Two weeks later, a pair of hunters found Creek's corpse in a marsh in the Town of Burlington. She'd been beaten, sexually assaulted and suffocated with a plastic bag.

Her body was left posed with an upraised hand that had the word "Hi" written on her palm. Investigators referred to her as Jane Doe for 16 months until they could determine her name.

Schmaling said there was no indication that Eaton, who would have been 19 at the time of her disappearance, and Creek knew each other.

"Eaton had not previously been a suspect or mentioned during the course of this investigation," he said.

Investigators recovered DNA from Creek's body and fingerprints from the bag used to suffocate her. The evidence was sent to the FBI and crime labs in every other state, but there were no matches.

Then on Feb. 28, the Oklahoma State Bureau of Investigation informed the Wisconsin Department of Justice that the fingerprint evidence matched the prints of Eaton, who'd previously been fingerprinted for what Schmaling described as relatively minor offenses.

Once the Wisconsin Crime Laboratory confirmed the match, Racine County deputies launched an in-depth investigation that involved surveillance of Eaton.

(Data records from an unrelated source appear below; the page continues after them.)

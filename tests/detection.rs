use std::f32::consts::PI;

use goertzel_tone::{
    block_power, normalized_score, EstimatorConfig, ToneEstimator, DEFAULT_HISTORY_CAPACITY,
};
use pretty_assertions::assert_eq;

const BLOCK: usize = 205;
const TARGET_BIN: f32 = 20.0;

fn target_coeff() -> f32 {
    2.0 * (2.0 * PI * TARGET_BIN / BLOCK as f32).cos()
}

fn tone(bin: f32, amplitude: f32) -> Vec<f32> {
    (0..BLOCK)
        .map(|i| amplitude * (2.0 * PI * bin * i as f32 / BLOCK as f32).sin())
        .collect()
}

/// f64 recursion used as a reference for the f32 implementation
fn reference_power(samples: &[f32], coeff: f64) -> f64 {
    let (mut s_prev, mut s_prev2) = (0f64, 0f64);
    for &x in samples {
        let s = x as f64 + coeff * s_prev - s_prev2;
        s_prev2 = s_prev;
        s_prev = s;
    }
    s_prev2 * s_prev2 + s_prev * s_prev - coeff * s_prev * s_prev2
}

fn reference_stats(values: &[f32]) -> (f64, f64) {
    let n = values.len() as f64;
    let mean = values.iter().map(|&v| v as f64).sum::<f64>() / n;
    let variance = values
        .iter()
        .map(|&v| (v as f64 - mean).powi(2))
        .sum::<f64>()
        / n;
    (mean, variance.sqrt())
}

fn assert_close(actual: f32, expected: f64, rel: f64) {
    let tolerance = rel * expected.abs().max(1.0);
    assert!(
        (actual as f64 - expected).abs() <= tolerance,
        "{actual} != {expected}"
    );
}

#[test]
fn zero_block_has_zero_power() {
    for coeff in [-3.0, -2.0, 0.0, 1.0, 2.0, 10.0] {
        assert_eq!(block_power(&[0.0; BLOCK], coeff), 0.0);
    }
}

#[test]
fn constant_block_matches_reference() {
    for w in [0.0f32, PI / 2.0, PI] {
        let coeff = 2.0 * w.cos();
        for amplitude in [0.25f32, 1.0, 3.0] {
            let samples = [amplitude; 33];
            let expected = reference_power(&samples, coeff as f64);
            assert_close(block_power(&samples, coeff), expected, 1e-4);
        }
    }

    // closed forms for 33 samples: DC gives (N * A)^2, pi/2 leaves (s[32], s[31]) = (A, 0),
    // pi leaves (s[32], s[31]) = (17A, -16A) and the power collapses to A^2
    assert_eq!(block_power(&[1.0; 33], 2.0), 1089.0);
    assert_eq!(block_power(&[3.0; 33], 0.0), 9.0);
    assert_eq!(block_power(&[3.0; 33], -2.0), 9.0);
}

#[test]
fn history_keeps_every_power_in_order() {
    let mut estimator = ToneEstimator::new();
    let start = estimator.history().cursor();
    let mut powers = Vec::new();

    for i in 0..DEFAULT_HISTORY_CAPACITY {
        assert_eq!(estimator.history().cursor(), (start + i) % DEFAULT_HISTORY_CAPACITY);
        // DC blocks of 4 samples have an exact power of 16 * A^2
        let estimate = estimator.estimate_detailed(&[(i + 1) as f32; 4], 2.0);
        powers.push(estimate.power);
    }

    assert_eq!(estimator.history().cursor(), start);
    let expected: Vec<f32> = (1..=DEFAULT_HISTORY_CAPACITY)
        .map(|a| 16.0 * (a * a) as f32)
        .collect();
    assert_eq!(powers, expected);
    assert_eq!(estimator.history().as_slice(), expected.as_slice());
    assert_eq!(estimator.history().chronological().collect::<Vec<_>>(), expected);

    // next call overwrites the oldest slot
    estimator.estimate(&[0.0; 4], 2.0);
    assert_eq!(estimator.history().as_slice()[0], 0.0);
    assert_eq!(estimator.history().cursor(), 1);
    assert_eq!(estimator.history().chronological().last(), Some(0.0));
}

#[test]
fn statistics_cover_the_whole_history() {
    let coeff = target_coeff();
    let mut estimator = ToneEstimator::new();

    for call in 0..48 {
        let samples = tone(TARGET_BIN, 0.1 + 0.05 * (call % 7) as f32);
        let estimate = estimator.estimate_detailed(&samples, coeff);

        let (mean, std_dev) = reference_stats(estimator.history().as_slice());
        assert_close(estimate.mean, mean, 1e-4);
        assert_close(estimate.std_dev, std_dev, 1e-3);
        assert_eq!(estimator.history().as_slice().len(), DEFAULT_HISTORY_CAPACITY);

        let score = normalized_score(estimate.power, estimate.mean, estimate.std_dev);
        assert_eq!(estimate.score.to_bits(), score.to_bits());
    }
}

#[test]
fn first_call_is_scored_against_zero_slots() {
    // history [p, 0, ..., 0]: mean = p / 32, std = p * sqrt(31) / 32
    // so the score is 32 / (1 + sqrt(31)) - 1 whatever p is
    let expected = 32.0 / (1.0 + 31f64.sqrt()) - 1.0;

    for amplitude in [0.01f32, 1.0, 40.0] {
        let mut estimator = ToneEstimator::new();
        let estimate = estimator.estimate_detailed(&tone(TARGET_BIN, amplitude), target_coeff());
        assert!(estimate.power > 0.0);
        assert_close(estimate.mean, estimate.power as f64 / 32.0, 1e-5);
        assert_close(estimate.score, expected, 1e-4);
    }
}

#[test]
fn warm_up_bias_follows_zero_slots() {
    let samples = tone(33.5, 0.5);
    let mut estimator = ToneEstimator::new();
    let capacity = DEFAULT_HISTORY_CAPACITY as f64;

    for n in 1..=DEFAULT_HISTORY_CAPACITY {
        let score = estimator.estimate(&samples, target_coeff());
        // n equal powers and (32 - n) zeros
        let filled = n as f64 / capacity;
        let expected = 1.0 / (filled + (filled * (1.0 - filled)).sqrt()) - 1.0;
        assert_close(score, expected, 1e-4);
    }
}

#[test]
fn off_target_steady_signal_settles_near_zero() {
    let samples = tone(33.5, 0.5);
    let coeff = target_coeff();
    let mut estimator = ToneEstimator::new();

    let scores: Vec<f32> = (0..64).map(|_| estimator.estimate(&samples, coeff)).collect();
    for &score in &scores[DEFAULT_HISTORY_CAPACITY - 1..] {
        assert!(score.abs() < 1e-3, "{score}");
    }
}

#[test]
fn growing_target_tone_pushes_score_up() {
    let coeff = target_coeff();
    let mut estimator = ToneEstimator::new();

    // a fresh history scores every first block at 32 / (1 + sqrt(31)) - 1 (see
    // warm_up_bias_follows_zero_slots), so settle the baseline on a quiet tone first
    for _ in 0..DEFAULT_HISTORY_CAPACITY {
        estimator.estimate(&tone(TARGET_BIN, 0.1), coeff);
    }

    let scores: Vec<f32> = (1..=DEFAULT_HISTORY_CAPACITY as i32)
        .map(|i| estimator.estimate(&tone(TARGET_BIN, 0.1 * 1.1f32.powi(i)), coeff))
        .collect();

    assert!(scores[0] > 0.1, "{scores:?}");
    for pair in scores.windows(2) {
        assert!(pair[1] >= pair[0] - 1e-3, "{scores:?}");
    }
    assert!(scores[scores.len() - 1] > scores[0] + 1.0, "{scores:?}");
}

#[test]
fn target_tone_stands_out_from_off_target_background() {
    let coeff = target_coeff();
    let mut estimator = ToneEstimator::new();

    let background: Vec<f32> = tone(33.5, 0.5)
        .iter()
        .zip(tone(TARGET_BIN, 0.01))
        .map(|(a, b)| a + b)
        .collect();
    for _ in 0..DEFAULT_HISTORY_CAPACITY {
        estimator.estimate(&background, coeff);
    }
    let quiet = estimator.estimate_detailed(&background, coeff);
    assert!(quiet.score.abs() < 1e-3, "{quiet:?}");

    let with_tone: Vec<f32> = background
        .iter()
        .zip(tone(TARGET_BIN, 0.5))
        .map(|(a, b)| a + b)
        .collect();
    let loud = estimator.estimate_detailed(&with_tone, coeff);

    // 31 slots at the background power and one at the tone power
    let (p0, p1) = (quiet.power as f64, loud.power as f64);
    let capacity = DEFAULT_HISTORY_CAPACITY as f64;
    let others = capacity - 1.0;
    let expected = p1 / ((others * p0 + p1) / capacity + others.sqrt() * (p1 - p0) / capacity) - 1.0;
    assert!(p1 > 100.0 * p0, "{quiet:?} {loud:?}");
    assert_close(loud.score, expected, 1e-4);

    // a single loud block can never score past the one-slot bound
    assert!(loud.score > 3.0, "{loud:?}");
    assert!(loud.score < 32.0 / (1.0 + 31f32.sqrt()), "{loud:?}");
}

#[test]
fn silent_start_is_nan() {
    let mut estimator = ToneEstimator::new();
    let estimate = estimator.estimate_detailed(&[0.0; BLOCK], target_coeff());
    assert!(estimate.score.is_nan());
    assert!(!estimate.is_defined());

    // once the history holds any power, silence scores as -1
    estimator.estimate(&tone(TARGET_BIN, 1.0), target_coeff());
    let estimate = estimator.estimate_detailed(&[0.0; BLOCK], target_coeff());
    assert_eq!(estimate.score, -1.0);
    assert!(estimate.is_defined());
}

#[test]
fn unstable_coefficient_is_not_checked() {
    let mut estimator = ToneEstimator::new();
    let score = estimator.estimate(&[1.0; 4096], 4.0);
    assert!(!score.is_finite() || score.abs() > 1.0);
}

#[test]
fn independent_estimators_do_not_share_history() {
    let config = EstimatorConfig {
        history_capacity: 8,
    };
    let mut a = ToneEstimator::with_config(config).unwrap();
    let mut b = ToneEstimator::with_config(config).unwrap();

    a.estimate(&tone(TARGET_BIN, 1.0), target_coeff());
    assert_eq!(a.history().cursor(), 1);
    assert_eq!(b.history().cursor(), 0);
    assert_eq!(b.history().as_slice(), &[0.0; 8]);

    b.estimate(&tone(TARGET_BIN, 1.0), target_coeff());
    assert_eq!(a.history(), b.history());
}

After tailing him for several days they were able to recover a partially used cigarette that Eaton discarded at a Chicago-area train station. DNA from the cigarette matched the sample recovered from Creek's body, Schmaling said.

The sheriff said the investigation is still going on. He called on people who might have knowledge of Eaton and his alleged involvement in the crime to "do the right thing for Amber and her family and come forward."